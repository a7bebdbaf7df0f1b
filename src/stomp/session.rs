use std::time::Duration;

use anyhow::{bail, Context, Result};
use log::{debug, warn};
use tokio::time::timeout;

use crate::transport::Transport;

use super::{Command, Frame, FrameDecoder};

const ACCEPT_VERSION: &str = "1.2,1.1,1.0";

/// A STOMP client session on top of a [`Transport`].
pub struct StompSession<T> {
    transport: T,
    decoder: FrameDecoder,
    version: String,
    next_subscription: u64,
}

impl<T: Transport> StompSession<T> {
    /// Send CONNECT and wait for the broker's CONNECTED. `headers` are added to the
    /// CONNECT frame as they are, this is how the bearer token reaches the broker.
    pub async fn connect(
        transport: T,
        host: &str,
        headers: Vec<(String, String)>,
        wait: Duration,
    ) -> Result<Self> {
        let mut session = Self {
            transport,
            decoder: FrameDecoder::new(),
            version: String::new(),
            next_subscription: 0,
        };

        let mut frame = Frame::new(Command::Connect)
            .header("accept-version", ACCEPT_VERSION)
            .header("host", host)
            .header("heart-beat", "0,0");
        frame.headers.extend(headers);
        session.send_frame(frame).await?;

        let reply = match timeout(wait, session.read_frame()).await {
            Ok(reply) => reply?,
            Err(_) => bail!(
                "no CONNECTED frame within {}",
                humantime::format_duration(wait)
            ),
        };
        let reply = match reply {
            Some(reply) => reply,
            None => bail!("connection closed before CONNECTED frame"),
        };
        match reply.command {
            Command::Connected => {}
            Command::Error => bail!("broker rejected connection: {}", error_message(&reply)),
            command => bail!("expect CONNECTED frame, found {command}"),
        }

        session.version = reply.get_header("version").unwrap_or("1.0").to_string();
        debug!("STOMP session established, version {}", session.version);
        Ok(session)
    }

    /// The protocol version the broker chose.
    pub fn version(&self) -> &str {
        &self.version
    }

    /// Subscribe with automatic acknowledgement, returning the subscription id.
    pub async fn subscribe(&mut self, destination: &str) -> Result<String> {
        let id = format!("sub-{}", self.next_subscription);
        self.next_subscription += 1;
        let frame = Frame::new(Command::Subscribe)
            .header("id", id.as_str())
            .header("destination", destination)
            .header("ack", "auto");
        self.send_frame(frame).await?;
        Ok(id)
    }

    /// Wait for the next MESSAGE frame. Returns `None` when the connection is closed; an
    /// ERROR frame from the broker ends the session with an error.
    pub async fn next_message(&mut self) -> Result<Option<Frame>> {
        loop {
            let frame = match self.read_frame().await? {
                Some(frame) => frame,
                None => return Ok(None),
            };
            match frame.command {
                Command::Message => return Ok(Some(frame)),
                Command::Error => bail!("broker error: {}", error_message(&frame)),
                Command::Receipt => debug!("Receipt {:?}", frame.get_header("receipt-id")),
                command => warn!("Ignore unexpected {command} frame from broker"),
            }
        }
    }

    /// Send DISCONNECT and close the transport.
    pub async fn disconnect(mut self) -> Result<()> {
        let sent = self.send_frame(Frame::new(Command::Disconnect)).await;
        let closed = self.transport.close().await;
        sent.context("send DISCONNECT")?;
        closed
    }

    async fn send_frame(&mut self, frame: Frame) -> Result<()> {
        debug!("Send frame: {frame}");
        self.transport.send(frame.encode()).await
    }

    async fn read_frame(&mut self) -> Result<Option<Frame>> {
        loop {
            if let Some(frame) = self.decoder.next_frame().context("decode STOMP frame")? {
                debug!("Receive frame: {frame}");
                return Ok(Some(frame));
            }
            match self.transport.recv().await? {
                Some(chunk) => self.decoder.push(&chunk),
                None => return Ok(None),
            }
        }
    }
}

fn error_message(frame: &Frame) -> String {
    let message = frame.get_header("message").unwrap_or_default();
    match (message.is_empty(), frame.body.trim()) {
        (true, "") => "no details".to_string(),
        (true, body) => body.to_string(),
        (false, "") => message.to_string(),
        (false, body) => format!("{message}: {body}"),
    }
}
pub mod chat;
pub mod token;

==

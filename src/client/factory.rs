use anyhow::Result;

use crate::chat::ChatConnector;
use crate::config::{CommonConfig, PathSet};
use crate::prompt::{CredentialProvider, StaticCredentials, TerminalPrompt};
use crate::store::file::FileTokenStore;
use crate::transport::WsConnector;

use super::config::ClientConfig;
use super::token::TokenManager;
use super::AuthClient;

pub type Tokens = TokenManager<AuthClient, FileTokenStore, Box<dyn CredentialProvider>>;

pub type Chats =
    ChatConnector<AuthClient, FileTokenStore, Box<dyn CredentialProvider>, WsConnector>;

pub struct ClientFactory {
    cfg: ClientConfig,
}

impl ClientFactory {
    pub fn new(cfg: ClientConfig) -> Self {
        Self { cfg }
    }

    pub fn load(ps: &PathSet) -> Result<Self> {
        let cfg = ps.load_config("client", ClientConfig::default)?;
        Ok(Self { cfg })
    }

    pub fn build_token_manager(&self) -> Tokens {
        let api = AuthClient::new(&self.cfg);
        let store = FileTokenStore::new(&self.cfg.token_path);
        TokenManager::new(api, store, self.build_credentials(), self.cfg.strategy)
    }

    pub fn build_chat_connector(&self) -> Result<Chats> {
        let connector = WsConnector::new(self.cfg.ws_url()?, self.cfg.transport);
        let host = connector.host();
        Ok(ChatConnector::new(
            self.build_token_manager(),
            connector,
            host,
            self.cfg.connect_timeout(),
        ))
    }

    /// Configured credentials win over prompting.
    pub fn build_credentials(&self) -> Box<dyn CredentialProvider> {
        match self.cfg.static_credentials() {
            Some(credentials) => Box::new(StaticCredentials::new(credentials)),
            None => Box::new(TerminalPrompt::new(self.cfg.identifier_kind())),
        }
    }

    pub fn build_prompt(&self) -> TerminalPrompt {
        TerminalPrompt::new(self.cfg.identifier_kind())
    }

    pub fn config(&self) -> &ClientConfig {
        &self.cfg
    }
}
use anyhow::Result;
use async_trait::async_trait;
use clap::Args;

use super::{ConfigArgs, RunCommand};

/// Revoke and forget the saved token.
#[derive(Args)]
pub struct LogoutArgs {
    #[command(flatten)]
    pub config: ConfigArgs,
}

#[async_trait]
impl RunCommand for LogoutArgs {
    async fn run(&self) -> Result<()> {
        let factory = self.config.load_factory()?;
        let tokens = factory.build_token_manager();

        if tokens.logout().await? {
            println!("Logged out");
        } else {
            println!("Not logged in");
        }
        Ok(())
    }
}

Exercise requirements => Please state the number of lines in the data above that hold the word "sent", without any other text.

Task answer => 2